L’operazione, soggetta al via libera delle due assemblee, prevede che gli azionisti di Statoil detengano il 67,3% della nuova società e quelli di Hydro il restante 32,7%. Il direttore generale di Statoil, Helge Lund, dovrebbe occupare lo stesso posto nel nuovo gruppo, mentre il suo omologo di Norsk Hydro, Eivind Reiten, dovrebbe prendere la presidenza del consiglio d’amministrazione.
«Praticare fusioni, oggi ha molto senso» - si legge in un comunicato congiunto dei presidenti dei consigli d’amministrazione di Norsk Hydro e Statoil, Jan Reinaas e Jannik Lindbaek.
Il nuovo gruppo in un primo tempo sarà detenuto per il 62,5% dal governo norvegese, che è il principale azionista anche di Statoil e Norsk Hydro rispettivamente con il 70,9% e 43,8%. Proprio l’appoggio del governo di Oslo ha favorito la fusione: «È il preludio di una nuova era», ha dichiarato il premier Jens Stoltenberg, spiegando che «il governo giudica il progetto di fusione strategicamente e industrialmente giustificato». Sulla fusione c’è un ampio consenso, non solo a livello politico, ma anche da parte degli industriali e dei sindacati. «Ha l’aria molto positiva» - ha affermato Leif Sande, presidente del sindacato Ie (Industri Energy), aggiungendo che «la fusione dovrebbe contribuire a prolungare la produzione sul suolo norvegese e non avrà impatti sull’occupazione».
«Statoil e Norsk Hydro insieme, saranno un motore per l’industria petrolifera norvegese e internazionale» - ha detto invece il presidente dell’Associazione nazionale per l’industria petrolifera norvegese, Terje Vold.
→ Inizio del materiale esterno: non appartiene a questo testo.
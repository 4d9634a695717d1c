//! The realtime agent: one long-lived remote session per agent
//! configuration, and the per-conversation wiring of the capture and receive
//! loops.
//!
//! Resource scopes differ on purpose: the microphone, speaker and VAD model
//! are opened for one `run()` and released on every exit path, while the
//! remote session out-lives runs and is only torn down by `dispose()` (or
//! replaced when the wire is found dead on the next run).

use std::sync::Arc;
use std::time::{Duration, Instant};

use anyhow::{Context, Result};
use parking_lot::Mutex;
use tokio::sync::mpsc;
use tokio_util::sync::CancellationToken;
use tracing::{info, warn};

use super::capture::{CaptureConfig, CaptureLoop};
use super::client::{RealtimeClient, RealtimeSession, SessionSettings};
use super::receive::{ReceiveContext, receive_loop};
use super::sync::PlaybackSync;
use super::{AgentNotice, RunResult};
use crate::audio::{MeterCallback, Microphone, Speaker, REMOTE_SAMPLE_RATE, VAD_SAMPLE_RATE};
use crate::events::EventBus;
use crate::tools::ToolRegistry;
use crate::vad::{SileroVad, SpeechDetector, VadConfig};

/// Everything needed to open and run sessions for one agent.
#[derive(Debug, Clone)]
pub struct AgentSessionConfig {
    pub agent_name: String,
    pub api_key: String,
    /// Explicit service endpoint; `None` uses the default host.
    pub endpoint: Option<String>,
    pub model: String,
    pub voice: String,
    /// Global and agent instructions, already concatenated.
    pub instructions: String,
    pub temperature: Option<f32>,
    pub inactivity_timeout: Duration,
    pub vad: VadConfig,
}

/// A conversation engine bound to one agent configuration.
pub struct RealtimeAgent {
    config: AgentSessionConfig,
    tools: Arc<ToolRegistry>,
    bus: EventBus,
    sync: Arc<PlaybackSync>,
    context: tokio::sync::Mutex<Option<Arc<ReceiveContext>>>,
    receive_task: Mutex<Option<tokio::task::JoinHandle<()>>>,
    /// Cancelled only by `dispose()`; run cancellation must not touch it so
    /// hangup preserves the session.
    session_cancel: CancellationToken,
    created_at: Instant,
}

impl RealtimeAgent {
    pub fn new(config: AgentSessionConfig, tools: Arc<ToolRegistry>, bus: EventBus) -> Self {
        Self {
            config,
            tools,
            bus,
            sync: Arc::new(PlaybackSync::new()),
            context: tokio::sync::Mutex::new(None),
            receive_task: Mutex::new(None),
            session_cancel: CancellationToken::new(),
            created_at: Instant::now(),
        }
    }

    pub fn name(&self) -> &str {
        &self.config.agent_name
    }

    /// Age of this agent instance (the supervisor recreates expired ones).
    pub fn age(&self) -> Duration {
        self.created_at.elapsed()
    }

    fn session_settings(&self) -> SessionSettings {
        SessionSettings {
            voice: self.config.voice.clone(),
            instructions: self.config.instructions.clone(),
            temperature: self.config.temperature,
            tools: self.tools.tool_descriptors(),
        }
    }

    /// Connect (or reuse) the session and its receive loop. A session whose
    /// receive loop stopped means the wire closed underneath us: it is
    /// replaced, not resurrected.
    async fn ensure_session(&self) -> Result<Arc<ReceiveContext>> {
        let mut guard = self.context.lock().await;

        if let Some(context) = guard.as_ref() {
            if context.session.is_open() {
                return Ok(Arc::clone(context));
            }
            warn!(agent = %self.config.agent_name, "realtime session lost; reconnecting");
            context.session.close().await;
            if let Some(task) = self.receive_task.lock().take() {
                task.abort();
            }
            *guard = None;
        }

        let client = RealtimeClient::connect(
            &self.config.api_key,
            &self.config.model,
            self.config.endpoint.as_deref(),
        )
        .await
        .context("failed to open realtime session")?;
        let session: Arc<dyn RealtimeSession> = Arc::new(client);
        session
            .configure(&self.session_settings())
            .await
            .context("failed to configure realtime session")?;

        let context = Arc::new(ReceiveContext::new(
            Arc::clone(&session),
            Arc::clone(&self.sync),
            Arc::clone(&self.tools),
            self.bus.clone(),
        ));
        let task = tokio::spawn(receive_loop(
            Arc::clone(&context),
            self.session_cancel.child_token(),
        ));
        *self.receive_task.lock() = Some(task);
        *guard = Some(Arc::clone(&context));

        info!(agent = %self.config.agent_name, "realtime session ready");
        Ok(context)
    }

    /// Run one conversation. Both outcomes leave the session connected.
    pub async fn run(
        &self,
        notices: mpsc::UnboundedSender<AgentNotice>,
        meter: Option<MeterCallback>,
        cancel: CancellationToken,
    ) -> Result<RunResult> {
        let context = self.ensure_session().await?;
        context.attach_notices(notices.clone());

        let result = self.run_with_devices(&context, notices, meter, cancel).await;

        context.detach_notices();
        result
    }

    async fn run_with_devices(
        &self,
        context: &Arc<ReceiveContext>,
        notices: mpsc::UnboundedSender<AgentNotice>,
        meter: Option<MeterCallback>,
        cancel: CancellationToken,
    ) -> Result<RunResult> {
        let mut microphone =
            Microphone::open(VAD_SAMPLE_RATE).context("failed to open microphone")?;
        let speaker = Arc::new(
            Speaker::open(REMOTE_SAMPLE_RATE, meter).context("failed to open speaker")?,
        );
        self.sync.set_speaker(Some(speaker.clone()));

        let result = async {
            let vad: Arc<dyn SpeechDetector> = Arc::new(
                SileroVad::new(self.config.vad.clone())
                    .await
                    .context("failed to load VAD model")?,
            );

            let _ = notices.send(AgentNotice::Ready);
            let mut capture = CaptureLoop::new(
                Arc::clone(&context.session),
                Arc::clone(&self.sync),
                vad,
                notices,
                CaptureConfig {
                    inactivity_timeout: self.config.inactivity_timeout,
                },
            );
            capture.run(&mut microphone, &cancel).await
        }
        .await;

        // Release run-scoped devices on every exit path.
        self.sync.set_speaker(None);
        speaker.stop();
        result
    }

    /// Tear the session down for good. The next `run()` reconnects.
    pub async fn dispose(&self) {
        info!(agent = %self.config.agent_name, "disposing realtime agent");
        self.session_cancel.cancel();
        if let Some(task) = self.receive_task.lock().take() {
            task.abort();
        }
        if let Some(context) = self.context.lock().await.take() {
            context.session.close().await;
        }
    }
}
La borsa di Oslo ha apprezzato la fusione: il titolo Norsk Hydro è salito del 23,84% a 23,8 euro, mentre Statoil è cresciuto del 3,61% a 21,97 euro. Statoil, quotata a Oslo e New York, ha una capitalizzazione di mercato di 47,1 miliardi di euro, mentre Norsk Hydro, quotata ad Oslo, New York, Londra, Francoforte ed Euronext, ha una valutazione di mercato di 29,1 miliardi di euro.